Are Toronto police taking the safety concerns of LGBT communities seriously?

Police have mishandled a series of recent cases involving the community and its spaces


The stark incompetence of the Toronto police is becoming impossible to ignore.

Tess Richey’s mother came down from North Bay — a four-hour drive to Toronto — to Church-Wellesley Village, to search for her missing daughter.

And in a moment of almost incomprehensible horror, she found her. Richey’s body was abandoned just doors from where she was last reported seen.

Richey was last seen alive on Saturday, Nov 25, 2017. Her body was found on Wednesday, Nov 29, a full four days later. Even after she was found, Toronto police initially stated that it was likely an accident — it was only recently that they apparently realized she was killed by “neck compression” and began investigating her death as a homicide.

The fact that Richey’s mother, who doesn’t even live in Toronto, was so quickly able to find her daughter’s body, while police, who ostensibly know every corner and crevice of the neighbourhood, didn’t have a clue, is mind-boggling.

The Toronto police have opened a professional standards investigation into the situation.

That would be the third time that Toronto police have either implicitly or explicitly made clear that they erred in relation to an investigation involving the LGBT community or the Church-Wellesley Village.

The first came with the police expressing some regret over how they handled Project Marie, an undercover operation that saw more than 70 men charged for actions related to public sex in November 2016. Though police are sticking to their “obligation” to investigate park sex complaints, they say they could have been more sensitive and consulted with LGBT community members, or at least their own LGBT liaison officer, before the sting.

Two weeks ago, Toronto police apologized and reached out to the family of Alloura Wells, a trans woman who had been missing since July, for not filing a missing person’s report. It turns out that Wells’ body had been found in August, but Toronto police didn’t identify her and made no public effort to reach out and see if anyone recognized her.

A poster of Alloura Wells hangs in Barbara Hall Park during the Vigil, Accountability and Justice for Trans People rally in Toronto on Nov 19, 2017. Credit: Andrej Ivanov/Xtra

Taken together, these cases fit into an uncomfortable narrative. It’s long been observed that marginalized communities are simultaneously over- and under-policed. The same groups of people who are harassed by police for marginal violations, namely Black communities, LGBT people, sex workers and others, are then disregarded when they are the victims of crime.

 

Coupled with the still unresolved cases of five gay men who have disappeared without a trace in the last seven years, the Toronto police’s actions are a reason for worry.

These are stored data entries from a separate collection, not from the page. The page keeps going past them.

use clap::Parser;
use error_common::{log_error, EngineError, Result};
use std::net::SocketAddr;
use tracing::info;

use voice_ops_server::{create_app, AppConfig, VoiceOpsServer};

/// Provider voice line HTTP server
#[derive(Parser, Debug)]
#[command(name = "voice-ops-server")]
#[command(about = "Voice-agent lookups, call webhooks and call records over HTTP")]
struct Args {
    /// Server bind address
    #[arg(long, env = "HOST", default_value = "0.0.0.0")]
    host: String,

    /// Server port
    #[arg(short, long, env = "PORT", default_value = "8000")]
    port: u16,

    /// Force debug logging
    #[arg(short, long)]
    verbose: bool,
}

#[tokio::main]
async fn main() -> Result<()> {
    let args = Args::parse();
    let config = AppConfig::from_env()?;

    let _log_guard = logger_redacted::init(&config.logger_config(args.verbose))
        .map_err(|e| EngineError::LoggingError(e.to_string()))?;

    info!(
        env = ?config.env,
        api_prefix = %config.api_prefix,
        signature_policy = ?config.signature_policy,
        conversation_api = config.conversation_api.is_some(),
        seed_demo_data = config.seed_demo_data,
        "starting voice-ops-server"
    );

    let server = VoiceOpsServer::new(config).await.inspect_err(|e| log_error("startup", e))?;
    let app = create_app(server);

    let addr: SocketAddr = format!("{}:{}", args.host, args.port)
        .parse()
        .map_err(|e| EngineError::ConfigError(format!("invalid bind address: {e}")))?;
    let listener = tokio::net::TcpListener::bind(addr)
        .await
        .map_err(|e| EngineError::NetworkError(format!("failed to bind {addr}: {e}")))?;

    info!(address = %addr, "listening");
    axum::serve(listener, app)
        .await
        .map_err(|e| EngineError::ServerError(e.to_string()))?;

    Ok(())
}
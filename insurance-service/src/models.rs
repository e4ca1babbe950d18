use chrono::NaiveDate;
use serde::{Deserialize, Serialize};
use utoipa::ToSchema;
use std::collections::HashMap;

/// Member enrollment status
#[derive(Debug, Clone, Copy, PartialEq, Eq, Serialize, Deserialize, ToSchema)]
#[serde(rename_all = "lowercase")]
pub enum MemberStatus {
    Active,
    Inactive,
    Termed,
}

/// Coverage for one benefit category on a member's plan
#[derive(Debug, Clone, PartialEq, Serialize, Deserialize)]
pub struct ServiceBenefit {
    #[serde(default = "covered_by_default")]
    pub covered: bool,
    #[serde(default)]
    pub copay: Option<u32>,
    /// Percentage the member pays after deductible
    #[serde(default)]
    pub coinsurance: Option<u32>,
    #[serde(default)]
    pub prior_auth_required: bool,
    #[serde(default)]
    pub visit_limit: Option<String>,
    #[serde(default)]
    pub notes: Option<String>,
}

fn covered_by_default() -> bool {
    true
}

/// Health plan member
#[derive(Debug, Clone, PartialEq, Serialize, Deserialize)]
pub struct Member {
    /// Canonical uppercase id, e.g. `MBR-001234`
    pub member_id: String,
    pub first_name: String,
    pub last_name: String,
    pub dob: NaiveDate,
    pub plan_name: String,
    pub status: MemberStatus,
    pub effective_date: NaiveDate,
    #[serde(default)]
    pub term_date: Option<NaiveDate>,
    pub copay_primary: u32,
    pub copay_specialist: u32,
    pub deductible: u32,
    pub deductible_met: u32,
    pub cob_status: String,
    pub out_of_pocket_max: u32,
    pub out_of_pocket_met: u32,
    /// Keyed by canonical service key (`physical_therapy`, `mri`, ...)
    #[serde(default)]
    pub benefits: HashMap<String, ServiceBenefit>,
}

impl Member {
    pub fn full_name(&self) -> String {
        format!("{} {}", self.first_name, self.last_name)
    }
}

/// Claim adjudication status
#[derive(Debug, Clone, Copy, PartialEq, Eq, Serialize, Deserialize, ToSchema)]
#[serde(rename_all = "lowercase")]
pub enum ClaimStatus {
    Paid,
    Denied,
    Pending,
}

impl ClaimStatus {
    pub fn as_str(self) -> &'static str {
        match self {
            ClaimStatus::Paid => "paid",
            ClaimStatus::Denied => "denied",
            ClaimStatus::Pending => "pending",
        }
    }
}

/// Submitted claim
#[derive(Debug, Clone, PartialEq, Serialize, Deserialize)]
pub struct Claim {
    /// Canonical `CLM-########` form
    pub claim_number: String,
    pub member_id: String,
    pub provider_npi: String,
    pub date_of_service: NaiveDate,
    pub procedure_code: String,
    pub procedure_desc: String,
    pub status: ClaimStatus,
    pub billed_amount: f64,
    pub allowed_amount: f64,
    pub paid_amount: f64,
    pub patient_responsibility: f64,
    #[serde(default)]
    pub check_number: Option<String>,
    #[serde(default)]
    pub process_date: Option<NaiveDate>,
    #[serde(default)]
    pub received_date: Option<NaiveDate>,
    #[serde(default)]
    pub denial_code: Option<String>,
    #[serde(default)]
    pub denial_reason: Option<String>,
    #[serde(default)]
    pub appeal_deadline: Option<NaiveDate>,
}

/// In-network provider, seeded locally or cached from the national registry
#[derive(Debug, Clone, PartialEq, Serialize, Deserialize)]
pub struct Provider {
    /// 10-digit National Provider Identifier
    pub npi: String,
    pub name: String,
    pub practice_name: String,
    /// Primary practice zip
    pub zip_code: String,
    /// Every practice zip known for this NPI, primary included when sourced from the registry
    #[serde(default)]
    pub zip_codes: Vec<String>,
    #[serde(default)]
    pub tin: Option<String>,
    #[serde(default)]
    pub fax_number: Option<String>,
    #[serde(default)]
    pub specialty: Option<String>,
    #[serde(default)]
    pub phone: Option<String>,
    #[serde(default)]
    pub credential: Option<String>,
    #[serde(default)]
    pub city: Option<String>,
    #[serde(default)]
    pub state: Option<String>,
    #[serde(default)]
    pub registry_sourced: bool,
}

impl Provider {
    /// Whether `zip` is the primary zip or one of the recorded practice zips
    pub fn practices_in(&self, zip: &str) -> bool {
        self.zip_code == zip || self.zip_codes.iter().any(|known| known == zip)
    }
}
use thiserror::Error;

#[derive(Error, Debug)]
pub enum CallRecordError {
    #[error("Configuration error: {0}")]
    Config(String),

    #[error("Concurrent updates kept conflicting for call {0}")]
    Conflict(String),

    #[error("Invalid payload: {0}")]
    InvalidPayload(String),

    #[error("Conversation API error: {0}")]
    ConversationApi(String),

    #[error("Network error: {0}")]
    Network(#[from] reqwest::Error),

    #[error("Serialization error: {0}")]
    Serialization(#[from] serde_json::Error),
}

pub type CallRecordResult<T> = Result<T, CallRecordError>;
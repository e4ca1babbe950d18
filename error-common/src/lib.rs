//! Common error handling for the voice operations engine
//!
//! `EngineError` covers process-level failures (configuration, logging
//! setup, binding, serving). Library crates keep their own error enums;
//! the HTTP layer maps everything onto the stable codes in [`codes`].
//!
//! # Example
//!
//! ```rust
//! use error_common::{codes, EngineError};
//!
//! let error = EngineError::ConfigError("PORT is not a number".to_string());
//! assert_eq!(error.code(), codes::internal::CONFIGURATION);
//! ```

pub mod codes;
pub mod types;

pub use types::*;
// Logger configuration
use serde::{Deserialize, Serialize};

use crate::redactor::RedactionConfig;

#[derive(Debug, Clone, Serialize, Deserialize)]
pub struct LoggerConfig {
    pub redaction_enabled: bool,
    /// Emit short digests instead of masks for redacted values
    pub hash_for_correlation: bool,
    /// Default directive when `RUST_LOG` is unset
    pub log_level: String,
    /// JSON lines instead of human-readable output
    pub json_output: bool,
}

impl Default for LoggerConfig {
    fn default() -> Self {
        Self {
            redaction_enabled: true,
            hash_for_correlation: false,
            log_level: "info".to_string(),
            json_output: false,
        }
    }
}

impl LoggerConfig {
    pub fn redaction(&self) -> RedactionConfig {
        if self.redaction_enabled {
            RedactionConfig {
                hash_for_correlation: self.hash_for_correlation,
                ..RedactionConfig::default()
            }
        } else {
            RedactionConfig::disabled()
        }
    }
}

This week, they issued a press release about the investigation into Selim Esen and Andrew Kinsman, both of whom have been missing for months. It included little information except for some anodyne tips for safer online dating. This is despite the fact that they haven’t publicly shared any information to indicate that online dating had anything to do with their disappearances.

Posters of missing men Abdulbasir Faizi, Skandaraj Navaratnam, and Majeed Kayhan were taped to the wall at the town hall meeting at The 519 to discuss the disappearance missing LGBT people including Andrew Kinsman and Selim Essen on Aug 1, 2017. Credit: Nick Lachance/Xtra

The information vacuum that the Toronto police have let fester has led to an atmosphere of generalized fear. Every few weeks, social media posts that attempt to link a variety of missing person’s cases make the rounds. These are well intentioned efforts to help people be on alert, but they have the effect of creating a sense of panic that may or may not be justified.

We still don’t know what went wrong in the cases of Richey or Wells. And tracking down Richey’s killer will be one of the few ways that Toronto police can help rebuild some sense of trust.

But they have to also inspire some confidence that they take the safety of LGBT communities seriously.

Are Toronto police up to the job? It’s getting harder and harder to say yes.

Legacy: December 11, 2017 1:37 pmA previous version of this story misspelled Selim Esen’s last name.